Hold them to account
There is a landscape in the UK – not only in terms of football – in which some individuals and collectives want to act the bastard but then protest about their actions being pointed out to the audience.
Free speech and expression are, of course, crucial, but there also comes great responsibility associated to it. The audience will believe whatever they choose to before it has even been said.
They are the scriptures of football supporter pantomime and tribalism. New generations will only get worse, as they try to fit into the existing landscape. It’s all about acceptance. When the herd moves and all that.
‘Always the victim’ has become a widespread slogan to incite. For a long time, it was only a soundtrack that was boomed out by the supporters of a team that resides in Salford, but like a cancer, it has spread, via the rise to great success of their noisy neighbours, and onward to anyone who fancies being ‘a bit edgy’, in a conformist sort of way.

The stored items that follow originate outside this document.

//! Macvlan helper invocation (spec §4.4/§6 "network").
//!
//! podder never manipulates network interfaces itself — that needs
//! `CAP_NET_ADMIN` in the host's network namespace, which an unprivileged
//! launcher doesn't have. Instead it shells out to an external helper
//! binary that is expected to already carry that capability (or run under
//! sudo/polkit), following the same "external collaborator" pattern the
//! spec uses for the CLI boundary.

use std::path::PathBuf;
use std::process::Command;

use crate::config::NetworkConfig;
use crate::error::Result;

/// Environment variable naming the macvlan helper binary, overriding the
/// built-in default path.
pub const HELPER_ENV: &str = "PODDER_MACVLAN_HELPER";

/// Default helper binary name, resolved via `PATH`.
const DEFAULT_HELPER: &str = "podder-macvlan-helper";

fn helper_path() -> PathBuf {
    std::env::var_os(HELPER_ENV)
        .map(PathBuf::from)
        .unwrap_or_else(|| PathBuf::from(DEFAULT_HELPER))
}

/// Invokes the macvlan helper for `pid`'s network namespace, if
/// `network.macvlan` names an interface. A non-zero helper exit is logged
/// and swallowed, not propagated: per spec, a failed network attachment
/// leaves the container running without that interface rather than
/// tearing the whole launch down.
pub fn attach(network: &NetworkConfig, pid: u32) -> Result<()> {
    let Some(interface) = &network.macvlan else {
        return Ok(());
    };

    let mut cmd = Command::new(helper_path());
    cmd.arg(interface).arg(pid.to_string());
    if let Some(mac) = &network.macvlan_mac {
        cmd.arg(mac);
    }

    match cmd.status() {
        Ok(status) if status.success() => {
            tracing::info!(interface, pid, "attached macvlan interface");
        }
        Ok(status) => {
            tracing::warn!(
                interface,
                pid,
                code = status.code(),
                "macvlan helper exited non-zero"
            );
        }
        Err(e) => {
            tracing::warn!(interface, pid, error = %e, "failed to run macvlan helper");
        }
    }
    Ok(())
}

#[cfg(test)]
mod tests {
    use super::*;

    #[test]
    fn attach_is_a_no_op_without_a_configured_interface() {
        let network = NetworkConfig::default();
        attach(&network, 1234).unwrap();
    }

    #[test]
    fn helper_path_honors_env_override() {
        unsafe { std::env::set_var(HELPER_ENV, "/usr/local/bin/custom-helper") };
        assert_eq!(helper_path(), PathBuf::from("/usr/local/bin/custom-helper"));
        unsafe { std::env::remove_var(HELPER_ENV) };
    }
}
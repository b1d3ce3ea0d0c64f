//! CLI for the podder unprivileged container runtime.

#![allow(
    clippy::print_stdout,
    clippy::print_stderr,
    clippy::missing_docs_in_private_items
)]

use anyhow::{Context, Result};
use clap::{CommandFactory, Parser, Subcommand};
use clap_complete::Shell;
use podder::{Error, LayerStore};

#[derive(Parser)]
#[command(name = "podder", version, about = "Unprivileged layer-based container runtime")]
struct Cli {
    /// Overrides the layer store root (defaults to `$PODDER_STORE`, else
    /// the platform data directory).
    #[arg(long, global = true)]
    store: Option<String>,

    #[command(subcommand)]
    command: Command,
}

#[derive(Subcommand)]
enum Command {
    /// Pull an OCI image into the store under `name`.
    Pull {
        /// Image reference (e.g. `ubuntu:22.04`, `ghcr.io/org/app:v1`).
        reference: String,
        /// Name to give the resulting layer.
        name: String,
    },
    /// Create a new, empty layer.
    Create {
        /// Name for the new layer.
        name: String,
        /// Parent layer to stack on, if any.
        #[arg(long)]
        parent: Option<String>,
    },
    /// Start a layer's container.
    Start {
        /// Layer name.
        name: String,
    },
    /// Stop a layer's running container.
    Stop {
        /// Layer name.
        name: String,
        /// Signal to send first, by name (`SIGTERM`) or number (`15`).
        #[arg(long, default_value = "SIGTERM")]
        signal: String,
        /// Seconds to wait for exit before escalating to `SIGKILL`.
        #[arg(long, default_value_t = 10)]
        timeout: u64,
    },
    /// Show a layer's status.
    Status {
        /// Layer name.
        name: String,
        /// Output format.
        #[arg(long, default_value = "table")]
        format: OutputFormat,
    },
    /// Remove a layer.
    Rm {
        /// Layer name.
        name: String,
    },
    /// List every layer in the store.
    List {
        /// Output format.
        #[arg(long, default_value = "table")]
        format: OutputFormat,
    },
    /// Generate shell completion scripts.
    Completion {
        /// Target shell.
        shell: Shell,
    },
}

/// Output format for list/status commands.
#[derive(Debug, Clone, Copy, Default, clap::ValueEnum)]
pub(crate) enum OutputFormat {
    /// Human-readable table.
    #[default]
    Table,
    /// Machine-readable JSON.
    Json,
}

#[tokio::main(flavor = "current_thread")]
async fn main() {
    tracing_subscriber::fmt()
        .with_env_filter(tracing_subscriber::EnvFilter::from_env("PODDER_LOG"))
        .with_writer(std::io::stderr)
        .init();

    match Cli::parse().dispatch().await {
        Ok(()) => {}
        Err(e) => {
            eprintln!("podder: {e:#}");
            std::process::exit(exit_code(&e));
        }
    }
}

impl Cli {
    async fn dispatch(self) -> Result<()> {
        let store = open_store(self.store.as_deref())?;
        match self.command {
            Command::Pull { reference, name } => pull(&store, &reference, &name).await,
            Command::Create { name, parent } => create(&store, &name, parent.as_deref()),
            Command::Start { name } => start(&store, &name),
            Command::Stop { name, signal, timeout } => stop(&store, &name, &signal, timeout),
            Command::Status { name, format } => status(&store, &name, format),
            Command::Rm { name } => rm(&store, &name),
            Command::List { format } => list(&store, format),
            Command::Completion { shell } => {
                clap_complete::generate(
                    shell,
                    &mut Self::command(),
                    "podder",
                    &mut std::io::stdout(),
                );
                Ok(())
            }
        }
    }
}

fn open_store(path: Option<&str>) -> Result<LayerStore> {
    let store = match path {
        Some(p) => LayerStore::open(p),
        None => LayerStore::open_default(),
    };
    store.context("failed to open layer store")
}

async fn pull(store: &LayerStore, reference: &str, name: &str) -> Result<()> {
    let client = podder_oci::Client::new();
    let layer = podder::pull(store, &client, reference, name)
        .await
        .context("pull failed")?;
    println!("{}", layer.name());
    Ok(())
}

fn create(store: &LayerStore, name: &str, parent: Option<&str>) -> Result<()> {
    let layer = podder::create(store, name, parent).context("create failed")?;
    println!("{}", layer.name());
    Ok(())
}

fn start(store: &LayerStore, name: &str) -> Result<()> {
    let outcome = podder::start(store, name).context("start failed")?;
    println!("{}", outcome.host_pid);
    Ok(())
}

fn stop(store: &LayerStore, name: &str, signal: &str, timeout_secs: u64) -> Result<()> {
    let signal = parse_signal(signal)?;
    let timeout = std::time::Duration::from_secs(timeout_secs);
    podder::stop(store, name, signal, timeout).context("stop failed")?;
    Ok(())
}

/// Parses a `--signal` argument as either a nix signal name (`SIGTERM`,
/// `TERM`) or a raw signal number (`15`).
fn parse_signal(s: &str) -> Result<nix::sys::signal::Signal> {
    use std::str::FromStr;

    if let Ok(n) = s.parse::<i32>() {
        return nix::sys::signal::Signal::try_from(n)
            .with_context(|| format!("unknown signal number: {n}"));
    }
    let name = if s.starts_with("SIG") {
        s.to_owned()
    } else {
        format!("SIG{}", s.to_uppercase())
    };
    nix::sys::signal::Signal::from_str(&name).with_context(|| format!("unknown signal: {s}"))
}

fn status(store: &LayerStore, name: &str, format: OutputFormat) -> Result<()> {
    let status = podder::status(store, name).context("status failed")?;

    if matches!(format, OutputFormat::Json) {
        let obj = serde_json::json!({
            "name": status.name,
            "parent": status.parent,
            "running_pid": status.running_pid,
        });
        println!("{}", serde_json::to_string_pretty(&obj)?);
        return Ok(());
    }

    println!("name:    {}", status.name);
    println!("parent:  {}", status.parent.as_deref().unwrap_or("-"));
    match status.running_pid {
        Some(pid) => println!("status:  running (pid {pid})"),
        None => println!("status:  stopped"),
    }
    Ok(())
}

fn rm(store: &LayerStore, name: &str) -> Result<()> {
    podder::rm(store, name).context("rm failed")?;
    eprintln!("Removed: {name}");
    Ok(())
}

fn list(store: &LayerStore, format: OutputFormat) -> Result<()> {
    let layers = podder::list(store).context("list failed")?;

    if matches!(format, OutputFormat::Json) {
        println!("{}", serde_json::to_string_pretty(&layers)?);
        return Ok(());
    }

    if layers.is_empty() {
        println!("No layers.");
        return Ok(());
    }
    println!("{:<30} {:<30} {:>10}", "NAME", "PARENT", "STATUS");
    for l in &layers {
        let status = match l.running_pid {
            Some(pid) => format!("running ({pid})"),
            None => "stopped".to_owned(),
        };
        println!(
            "{:<30} {:<30} {:>10}",
            l.name,
            l.parent.as_deref().unwrap_or("-"),
            status
        );
    }
    Ok(())
}

/// Maps a library error onto the exit codes spec §6 names literally: `2`
/// not found, `3` already running, `4` auth failure, `5` digest mismatch,
/// `6` no matching platform, `1` anything else (including conflicts spec §6
/// doesn't assign their own code to, such as `Exists`/`HasChildren`).
fn exit_code(e: &anyhow::Error) -> i32 {
    match e.downcast_ref::<Error>() {
        Some(Error::NotFound(_) | Error::BrokenParent(..)) => 2,
        Some(Error::AlreadyRunning(_)) => 3,
        Some(Error::Oci(podder_oci::Error::AuthRequired(_) | podder_oci::Error::AuthFailed(_))) => {
            4
        }
        Some(Error::Oci(podder_oci::Error::DigestMismatch(_))) => 5,
        Some(Error::Oci(podder_oci::Error::NoMatchingPlatform(_))) => 6,
        _ => 1,
    }
}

'Always the victims' for the third time from the Forest fans.
— James Pearce (@JamesPearceLFC) October 22, 2022
It still jars when you hear it from previously unexpected directions. Along with quite a few others, Leicester, West Ham, and Nottingham Forest supporters have all partaken in rasping it out in relatively recent times.
It’s only right that we take them to account for it. Act the bastard all you want, but the ramifications should be them being outed for it.
What shouldn’t go forgotten, however, is that not everybody subscribes to the herd though. There are some powerful and learned voices at every football club. They just need to make those voices heard more often, to encourage other similar souls to speak out too.
More must be done
Football media needs to do more though. I’m positive there are rules that are handed down to football commentators and those from upon high that they not make mention of Hillsborough chants.
There is uniformity in how they are dealt with. Silence descends in the commentary box so as the songs and chants come through loud and clear. I’m sure for some commentators it is their way of a silent protest to illuminate what is being sung, bound as they are by the restrictions of their superiors.
This approach isn’t going to educate the masses though. In a world of contemporary ‘banter’ being acceptable currency, the only language that the perpetrators will understand is having their abhorrent behaviour pointed out.
Within this, the vicious circle simply gains in velocity. They seek a reaction from us, and they obtain one. Along comes the next occasion and we rinse and repeat.
A topic that shouldn’t be divisive is being fought over in a divisive nation. The outcome is clear and basic hate speech needs calling out when it occurs, but for whatever reason, there is a collective silence from the authorities and the broadcasters.
This is because those who are voicing these chants and songs aren’t just supporters of football teams, but they are Premier League customers and consumers. The mothership of the Premier League cannot be seen to reprimand those who pour money into their accounts hand over fist.
Rightly, Hillsborough will always be a raw topic for us, something that has only been stirred again after the events outside the Stade de France in May, since which three Hillsborough survivors have taken their own lives, having also being present at the Champions League final.
Personally, it is only in recent weeks that I have begun to emerge from the cloud of my own experiences in Saint-Denis.
Accountability is everything, and if the authorities and amplifiers of the Premier League and UEFA beyond them won’t stand up to meet the requirements of their duties, then as is always the case, we will just have to do it ourselves.